▶ [WORK TO BE COMPLETED]: Please count how many lines below contain the word "String" and reply with only that number.

Top of THE DATA

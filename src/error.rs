use thiserror::Error;

/// Errors raised when a raw domain event cannot be normalized
#[derive(Error, Debug, Clone, PartialEq)]
pub enum IngestError {
    #[error("Missing required field: {0}")]
    MissingField(&'static str),

    #[error("Malformed payload: {0}")]
    MalformedPayload(String),

    #[error("Storage error: {0}")]
    Store(#[from] StoreError),
}

/// Errors raised by the persistence adapter
#[derive(Error, Debug, Clone, PartialEq)]
pub enum StoreError {
    #[error("Record not found: {0}")]
    NotFound(String),

    #[error("Duplicate record: {0}")]
    Duplicate(String),

    #[error("Version conflict: expected {expected}, found {actual}")]
    VersionConflict { expected: u64, actual: u64 },

    #[error("Status conflict: expected {expected}, found {actual}")]
    StatusConflict { expected: String, actual: String },

    #[error("Storage backend failure: {0}")]
    Backend(String),
}

/// Errors raised by a single detector strategy
#[derive(Error, Debug, Clone, PartialEq)]
pub enum DetectionError {
    #[error("Detector '{detector}' failed: {reason}")]
    Failed { detector: String, reason: String },

    #[error("Storage error: {0}")]
    Store(#[from] StoreError),
}

/// Errors that terminate a tenant's pipeline run
#[derive(Error, Debug, Clone, PartialEq)]
pub enum PipelineError {
    #[error("Stage '{stage}' failed: {source}")]
    StageFailed {
        stage: &'static str,
        #[source]
        source: StoreError,
    },

    #[error("Run cancelled during stage '{stage}'")]
    Cancelled { stage: &'static str },
}

impl PipelineError {
    /// Name of the stage the run stopped in
    pub fn stage(&self) -> &'static str {
        match self {
            PipelineError::StageFailed { stage, .. } | PipelineError::Cancelled { stage } => stage,
        }
    }
}

/// Errors raised by reviewer actions on issues and anomalies
#[derive(Error, Debug, Clone, PartialEq)]
pub enum LifecycleError {
    #[error("Unknown record: {0}")]
    NotFound(String),

    #[error("Invalid transition from {from} to {to}")]
    InvalidTransition { from: String, to: String },

    #[error("Storage error: {0}")]
    Store(#[from] StoreError),
}

/// Errors that can occur during configuration loading
#[derive(Error, Debug)]
pub enum ConfigError {
    #[error("Failed to read config file: {0}")]
    ReadError(String),

    #[error("Failed to parse config: {0}")]
    ParseError(String),

    #[error("Invalid configuration value: {0}")]
    ValidationError(String),

    #[error("IO error: {0}")]
    IoError(#[from] std::io::Error),

    #[error("TOML parse error: {0}")]
    TomlError(#[from] toml::de::Error),
}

Bottom of THE DATA

▶ [SOLUTION FOR THIS TASK]: 11